With all due respect to Movieguide, there are crazy fans of all sorts of science fiction and fantasy, and just because one person tries to find the psychedelic experience of Doctor Strange in things like drugs and the occult does not mean the film is a gateway to Hell. Many of us have the ability to enjoy fictional stories without going to insane lengths to make them real.

The more serious critique comes from scripture. The Deuteronomy passage warns against worship practices of foreign peoples: things like sacrificing sons and daughters in fire, practicing sorcery and witchcraft, or consulting the dead. Anyone who does such things "is detestable to the Lord." The Galatians verse also lists sorcery along with hatred, drunkenness, sexual immorality, and debauchery as "sins of the flesh," saying that "those who practice such things will not inherit the kingdom of God."

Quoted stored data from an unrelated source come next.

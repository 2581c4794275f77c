//! Descriptive statistics, correlation and missing-value reporting for the current table.

use crate::chart_data::numeric_values;
use crate::classify::ColumnClasses;
use crate::notice::Notice;
use crate::table::Table;
use polars::prelude::*;

/// Row labels of a describe table, top to bottom.
pub const DESCRIBE_ROWS: [&str; 8] = ["count", "mean", "std", "min", "25%", "50%", "75%", "max"];

/// Quantile of ascending values with linear interpolation between closest ranks.
pub fn quantile_sorted(sorted: &[f64], q: f64) -> Option<f64> {
    if sorted.is_empty() {
        return None;
    }
    let pos = q.clamp(0.0, 1.0) * (sorted.len() - 1) as f64;
    let lower = pos.floor() as usize;
    let upper = pos.ceil() as usize;
    let frac = pos - lower as f64;
    Some(sorted[lower] + (sorted[upper] - sorted[lower]) * frac)
}

/// Summary of one numeric column. Values that need more data than is present are `None`.
#[derive(Debug, Clone, PartialEq)]
pub struct ColumnSummary {
    pub name: String,
    /// Non-missing values
    pub count: usize,
    pub mean: Option<f64>,
    /// Sample standard deviation (n - 1 denominator)
    pub std: Option<f64>,
    pub min: Option<f64>,
    pub q25: Option<f64>,
    pub median: Option<f64>,
    pub q75: Option<f64>,
    pub max: Option<f64>,
}

impl ColumnSummary {
    pub fn from_values(name: impl Into<String>, values: &[Option<f64>]) -> Self {
        let mut sorted: Vec<f64> = values.iter().flatten().copied().collect();
        sorted.sort_by(f64::total_cmp);
        let n = sorted.len();

        let mean = (n > 0).then(|| sorted.iter().sum::<f64>() / n as f64);
        let std = mean.filter(|_| n > 1).map(|m| {
            let ss: f64 = sorted.iter().map(|v| (v - m).powi(2)).sum();
            (ss / (n - 1) as f64).sqrt()
        });

        Self {
            name: name.into(),
            count: n,
            mean,
            std,
            min: sorted.first().copied(),
            q25: quantile_sorted(&sorted, 0.25),
            median: quantile_sorted(&sorted, 0.5),
            q75: quantile_sorted(&sorted, 0.75),
            max: sorted.last().copied(),
        }
    }

    /// Value in [`DESCRIBE_ROWS`] order.
    pub fn row(&self, index: usize) -> Option<f64> {
        match index {
            0 => Some(self.count as f64),
            1 => self.mean,
            2 => self.std,
            3 => self.min,
            4 => self.q25,
            5 => self.median,
            6 => self.q75,
            7 => self.max,
            _ => None,
        }
    }
}

/// One summary per numeric column, in column order.
#[derive(Debug, Clone, PartialEq)]
pub struct DescribeTable {
    pub columns: Vec<ColumnSummary>,
}

impl DescribeTable {
    pub fn compute(table: &Table, numeric: &[String]) -> PolarsResult<Self> {
        let columns = numeric
            .iter()
            .map(|name| Ok(ColumnSummary::from_values(name, &numeric_values(table, name)?)))
            .collect::<PolarsResult<Vec<_>>>()?;
        Ok(Self { columns })
    }

    pub fn column(&self, name: &str) -> Option<&ColumnSummary> {
        self.columns.iter().find(|c| c.name == name)
    }

    /// Frame with a `statistic` label column and one column per summarized column.
    pub fn to_frame(&self) -> PolarsResult<DataFrame> {
        let mut columns: Vec<Column> = Vec::with_capacity(self.columns.len() + 1);
        columns.push(Series::new("statistic".into(), DESCRIBE_ROWS.to_vec()).into());
        for summary in &self.columns {
            let values: Vec<Option<f64>> = (0..DESCRIBE_ROWS.len()).map(|i| summary.row(i)).collect();
            columns.push(Series::new(summary.name.as_str().into(), values).into());
        }
        DataFrame::new(columns)
    }
}

/// Pearson correlation over rows where both values are present.
/// `None` with fewer than two such rows or when either side has zero variance.
pub fn pearson(a: &[Option<f64>], b: &[Option<f64>]) -> Option<f64> {
    let pairs: Vec<(f64, f64)> = a
        .iter()
        .zip(b)
        .filter_map(|(x, y)| Some(((*x)?, (*y)?)))
        .collect();
    if pairs.len() < 2 {
        return None;
    }

    let n = pairs.len() as f64;
    let mean_a = pairs.iter().map(|p| p.0).sum::<f64>() / n;
    let mean_b = pairs.iter().map(|p| p.1).sum::<f64>() / n;

    let mut numerator = 0.0;
    let mut var_a = 0.0;
    let mut var_b = 0.0;
    for (x, y) in &pairs {
        numerator += (x - mean_a) * (y - mean_b);
        var_a += (x - mean_a).powi(2);
        var_b += (y - mean_b).powi(2);
    }

    if var_a == 0.0 || var_b == 0.0 {
        return None;
    }
    Some((numerator / (var_a.sqrt() * var_b.sqrt())).clamp(-1.0, 1.0))
}

/// Symmetric correlation matrix; the diagonal is 1 wherever the column has variance.
#[derive(Debug, Clone, PartialEq)]
pub struct CorrelationMatrix {
    pub columns: Vec<String>,
    pub values: Vec<Vec<Option<f64>>>,
}

impl CorrelationMatrix {
    pub fn compute(table: &Table, numeric: &[String]) -> PolarsResult<Self> {
        let data = numeric
            .iter()
            .map(|name| numeric_values(table, name))
            .collect::<PolarsResult<Vec<_>>>()?;

        let n = numeric.len();
        let mut values = vec![vec![None; n]; n];
        for i in 0..n {
            for j in i..n {
                let r = pearson(&data[i], &data[j]);
                values[i][j] = r;
                values[j][i] = r;
            }
        }

        Ok(Self {
            columns: numeric.to_vec(),
            values,
        })
    }

    pub fn get(&self, a: &str, b: &str) -> Option<f64> {
        let i = self.columns.iter().position(|c| c == a)?;
        let j = self.columns.iter().position(|c| c == b)?;
        self.values[i][j]
    }
}

/// Colorbrewer RdBu stops, reversed so that -1 is blue and +1 is red.
const RDBU_R: [(u8, u8, u8); 11] = [
    (5, 48, 97),
    (33, 102, 172),
    (67, 147, 195),
    (146, 197, 222),
    (209, 229, 240),
    (247, 247, 247),
    (253, 219, 199),
    (244, 165, 130),
    (214, 96, 77),
    (178, 24, 43),
    (103, 0, 31),
];

/// Color for `value` on a diverging red/blue scale over `[z_min, z_max]`.
pub fn diverging_color(value: f64, z_min: f64, z_max: f64) -> (u8, u8, u8) {
    let span = (z_max - z_min).max(f64::EPSILON);
    let t = ((value - z_min) / span).clamp(0.0, 1.0) * (RDBU_R.len() - 1) as f64;
    let lower = t.floor() as usize;
    let upper = (lower + 1).min(RDBU_R.len() - 1);
    let frac = t - lower as f64;
    let lerp = |a: u8, b: u8| (a as f64 + (b as f64 - a as f64) * frac).round() as u8;
    let (a, b) = (RDBU_R[lower], RDBU_R[upper]);
    (lerp(a.0, b.0), lerp(a.1, b.1), lerp(a.2, b.2))
}

#[derive(Debug, Clone, PartialEq)]
pub struct HeatmapCell {
    pub row: usize,
    pub col: usize,
    pub value: Option<f64>,
    /// Annotation drawn in the cell; blank when undefined
    pub text: String,
    pub color: (u8, u8, u8),
}

/// Correlation matrix laid out for drawing: fixed z range, annotations and colors.
#[derive(Debug, Clone, PartialEq)]
pub struct CorrelationHeatmap {
    pub labels: Vec<String>,
    pub cells: Vec<HeatmapCell>,
    pub z_min: f64,
    pub z_max: f64,
}

/// Fill for cells without a defined correlation.
pub const UNDEFINED_CELL_COLOR: (u8, u8, u8) = (220, 220, 220);

impl CorrelationHeatmap {
    pub fn from_matrix(matrix: &CorrelationMatrix) -> Self {
        let (z_min, z_max) = (-1.0, 1.0);
        let cells = matrix
            .values
            .iter()
            .enumerate()
            .flat_map(|(row, values)| {
                values.iter().enumerate().map(move |(col, value)| HeatmapCell {
                    row,
                    col,
                    value: *value,
                    text: value.map(|v| format!("{:.2}", v)).unwrap_or_default(),
                    color: value
                        .map(|v| diverging_color(v, z_min, z_max))
                        .unwrap_or(UNDEFINED_CELL_COLOR),
                })
            })
            .collect();

        Self {
            labels: matrix.columns.clone(),
            cells,
            z_min,
            z_max,
        }
    }
}

#[derive(Debug, Clone, PartialEq)]
pub struct MissingColumn {
    pub name: String,
    pub count: usize,
    /// Percent of rows, rounded to two decimals
    pub percentage: f64,
}

#[derive(Debug, Clone, PartialEq)]
pub enum MissingReport {
    /// Columns with at least one missing value, in column order
    Columns(Vec<MissingColumn>),
    NoneMissing,
}

impl MissingReport {
    pub fn compute(table: &Table) -> PolarsResult<Self> {
        let rows = table.row_count();
        let mut columns = Vec::new();
        for name in table.column_names() {
            let count = table.missing_in(&name)?;
            if count == 0 {
                continue;
            }
            let percentage = if rows == 0 {
                0.0
            } else {
                (count as f64 / rows as f64 * 100.0 * 100.0).round() / 100.0
            };
            columns.push(MissingColumn {
                name,
                count,
                percentage,
            });
        }

        Ok(if columns.is_empty() {
            Self::NoneMissing
        } else {
            Self::Columns(columns)
        })
    }

    pub fn total(&self) -> usize {
        match self {
            Self::Columns(columns) => columns.iter().map(|c| c.count).sum(),
            Self::NoneMissing => 0,
        }
    }
}

/// Everything the statistics view shows for one table.
#[derive(Debug, Clone, PartialEq)]
pub struct StatisticsReport {
    /// Absent when the table has no numeric columns
    pub describe: Option<DescribeTable>,
    /// Present with two or more numeric columns
    pub correlation: Option<CorrelationHeatmap>,
    pub missing: MissingReport,
}

impl StatisticsReport {
    pub fn compute(table: &Table, classes: &ColumnClasses) -> PolarsResult<Self> {
        let describe = if classes.has_numeric() {
            Some(DescribeTable::compute(table, &classes.numeric)?)
        } else {
            None
        };
        let correlation = if classes.numeric.len() > 1 {
            let matrix = CorrelationMatrix::compute(table, &classes.numeric)?;
            Some(CorrelationHeatmap::from_matrix(&matrix))
        } else {
            None
        };

        Ok(Self {
            describe,
            correlation,
            missing: MissingReport::compute(table)?,
        })
    }

    /// Status lines shown alongside the report.
    pub fn notices(&self) -> Vec<Notice> {
        let mut notices = Vec::new();
        if self.describe.is_none() {
            notices.push(Notice::info(
                "No numeric columns available for statistical analysis",
            ));
        }
        if self.missing == MissingReport::NoneMissing {
            notices.push(Notice::success("No missing values found!"));
        }
        notices
    }
}

#[cfg(test)]
mod tests {
    use super::*;

    #[test]
    fn quantiles_interpolate() {
        let v = [1.0, 2.0, 3.0, 4.0];
        assert_eq!(quantile_sorted(&v, 0.25), Some(1.75));
        assert_eq!(quantile_sorted(&v, 0.5), Some(2.5));
        assert_eq!(quantile_sorted(&v, 1.0), Some(4.0));
        assert_eq!(quantile_sorted(&[], 0.5), None);
    }

    #[test]
    fn summary_skips_missing_values() {
        let s = ColumnSummary::from_values("v", &[Some(100.0), None, Some(150.0)]);
        assert_eq!(s.count, 2);
        assert_eq!(s.mean, Some(125.0));
        assert_eq!(s.min, Some(100.0));
        assert_eq!(s.max, Some(150.0));
        let std = s.std.unwrap();
        assert!((std - 35.355_339).abs() < 1e-5);
    }

    #[test]
    fn single_value_has_no_std() {
        let s = ColumnSummary::from_values("v", &[Some(1.0)]);
        assert_eq!(s.std, None);
        assert_eq!(s.median, Some(1.0));
        let empty = ColumnSummary::from_values("v", &[None]);
        assert_eq!(empty.count, 0);
        assert_eq!(empty.mean, None);
    }

    #[test]
    fn pearson_uses_pairwise_complete_rows() {
        let a = [Some(1.0), Some(2.0), Some(3.0), None];
        let b = [Some(2.0), Some(4.0), Some(6.0), Some(100.0)];
        assert!((pearson(&a, &b).unwrap() - 1.0).abs() < 1e-12);
        let c = [Some(3.0), Some(2.0), Some(1.0), Some(0.0)];
        assert!((pearson(&a, &c).unwrap() + 1.0).abs() < 1e-12);
        assert_eq!(pearson(&[Some(1.0), Some(1.0)], &[Some(1.0), Some(2.0)]), None);
        assert_eq!(pearson(&[Some(1.0)], &[Some(1.0)]), None);
    }

    #[test]
    fn heatmap_colors_run_blue_to_red() {
        assert_eq!(diverging_color(-1.0, -1.0, 1.0), (5, 48, 97));
        assert_eq!(diverging_color(0.0, -1.0, 1.0), (247, 247, 247));
        assert_eq!(diverging_color(1.0, -1.0, 1.0), (103, 0, 31));
    }

    #[test]
    fn missing_report_sums_to_table_total() {
        let table = Table::new(
            df!(
                "a" => &[Some(1.0_f64), None, Some(f64::NAN), Some(4.0)],
                "b" => &[Some("x"), Some("y"), None, Some("z")],
                "c" => &[1_i64, 2, 3, 4]
            )
            .unwrap(),
        );
        let report = MissingReport::compute(&table).unwrap();
        let MissingReport::Columns(columns) = &report else {
            panic!("expected missing columns")
        };
        assert_eq!(columns.len(), 2);
        assert_eq!(columns[0].count, 2);
        assert_eq!(columns[0].percentage, 50.0);
        assert_eq!(columns[1].percentage, 25.0);
        assert_eq!(report.total(), table.missing_count().unwrap());
    }

    #[test]
    fn report_without_numeric_columns_still_has_missing() {
        let table = Table::new(df!("s" => &[Some("a"), None, None]).unwrap());
        let report = StatisticsReport::compute(&table, &ColumnClasses::of(&table)).unwrap();
        assert!(report.describe.is_none());
        assert!(report.correlation.is_none());
        let MissingReport::Columns(columns) = report.missing else {
            panic!("expected missing columns")
        };
        assert_eq!(columns[0].percentage, 66.67);
    }
}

Make no mistake: sorcery is off-limits for Christians. But Doctor Strange is a fictional story, and it does not provide specific instructions on how to use occult practices in the real world. Like Harry Potter before it, this movie uses magic to tell a story. No one who reads J.K. Rowling's series of novels would take away the message that he or she should go buy a wand and become a wizard. That's not the point of the story, and that's not the point of Doctor Strange either.

Instead, Doctor Strange is entertainment, the 14th (!) film in the Marvel Cinematic Universe, following The Avengers (2012) and most recently Captain America: Civil War (2016). It tells the story of the rich and famous neurosurgeon Stephen Strange, played by Benedict Cumberbatch (The Imitation Game, 2014) who suffers a serious accident and goes on a voyage of discovery to cure his wounded body by empowering his mind.

"Forget everything you think you know," urges one of Dr. Strange's mentors. Strange learns that he does not just have a physical body, but also an "astral body." Using the "multiverse" theory — which teaches that our universe is one of an infinite number of universes — the film explains magic as a way to "conjure power from the multiverse," where "mind and matter meet, thoughts shape reality." There are multiple dimensions, and sorcerers tap the power of the multiverse with a "sling ring."